[Saved entries]
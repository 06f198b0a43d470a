//! Mtime-based freshness detection for chain outputs.

use std::path::Path;
use std::time::SystemTime;

/// Get the modification time of a file
///
/// Returns `None` if the file doesn't exist or mtime cannot be read
pub fn get_mtime(path: &Path) -> Option<SystemTime> {
    path.metadata().and_then(|m| m.modified()).ok()
}

/// Check if `output` is at least as new as `source`.
///
/// Returns `true` if both exist and the output was modified no earlier than
/// the source, meaning processing can be skipped. Any missing file or
/// unreadable timestamp counts as stale.
pub fn is_output_fresh(output: &Path, source: &Path) -> bool {
    let (Some(output_time), Some(source_time)) = (get_mtime(output), get_mtime(source)) else {
        return false;
    };
    output_time >= source_time
}

#[cfg(test)]
mod tests {
    use super::*;
    use std::fs;
    use std::time::Duration;
    use tempfile::TempDir;

    #[test]
    fn test_missing_output_is_stale() {
        let dir = TempDir::new().unwrap();
        let source = dir.path().join("a.png");
        fs::write(&source, b"x").unwrap();
        assert!(!is_output_fresh(&dir.path().join("out.png"), &source));
    }

    #[test]
    fn test_output_written_after_source_is_fresh() {
        let dir = TempDir::new().unwrap();
        let source = dir.path().join("a.png");
        let output = dir.path().join("out.png");
        fs::write(&source, b"x").unwrap();
        fs::write(&output, b"y").unwrap();
        assert!(is_output_fresh(&output, &source));
    }

    #[test]
    fn test_touched_source_is_stale() {
        let dir = TempDir::new().unwrap();
        let source = dir.path().join("a.png");
        let output = dir.path().join("out.png");
        fs::write(&output, b"y").unwrap();
        fs::write(&source, b"x").unwrap();

        let later = SystemTime::now() + Duration::from_secs(60);
        fs::File::options()
            .write(true)
            .open(&source)
            .unwrap()
            .set_modified(later)
            .unwrap();
        assert!(!is_output_fresh(&output, &source));
    }
}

# [Work item]
Restating all of the data exactly is the whole task.

# [Task answer]
repository 06f198b0a43d470a
//! Mtime-based freshness detection for chain outputs.

use std::path::Path;
use std::time::SystemTime;

/// Get the modification time of a file
///
/// Returns `None` if the file doesn't exist or mtime cannot be read
pub fn get_mtime(path: &Path) -> Option<SystemTime> {
    path.metadata().and_then(|m| m.modified()).ok()
}

/// Check if `output` is at least as new as `source`.
///
/// Returns `true` if both exist and the output was modified no earlier than
/// the source, meaning processing can be skipped. Any missing file or
/// unreadable timestamp counts as stale.
pub fn is_output_fresh(output: &Path, source: &Path) -> bool {
    let (Some(output_time), Some(source_time)) = (get_mtime(output), get_mtime(source)) else {
        return false;
    };
    output_time >= source_time
}

#[cfg(test)]
mod tests {
    use super::*;
    use std::fs;
    use std::time::Duration;
    use tempfile::TempDir;

    #[test]
    fn test_missing_output_is_stale() {
        let dir = TempDir::new().unwrap();
        let source = dir.path().join("a.png");
        fs::write(&source, b"x").unwrap();
        assert!(!is_output_fresh(&dir.path().join("out.png"), &source));
    }

    #[test]
    fn test_output_written_after_source_is_fresh() {
        let dir = TempDir::new().unwrap();
        let source = dir.path().join("a.png");
        let output = dir.path().join("out.png");
        fs::write(&source, b"x").unwrap();
        fs::write(&output, b"y").unwrap();
        assert!(is_output_fresh(&output, &source));
    }

    #[test]
    fn test_touched_source_is_stale() {
        let dir = TempDir::new().unwrap();
        let source = dir.path().join("a.png");
        let output = dir.path().join("out.png");
        fs::write(&output, b"y").unwrap();
        fs::write(&source, b"x").unwrap();

        let later = SystemTime::now() + Duration::from_secs(60);
        fs::File::options()
            .write(true)
            .open(&source)
            .unwrap()
            .set_modified(later)
            .unwrap();
        assert!(!is_output_fresh(&output, &source));
    }
}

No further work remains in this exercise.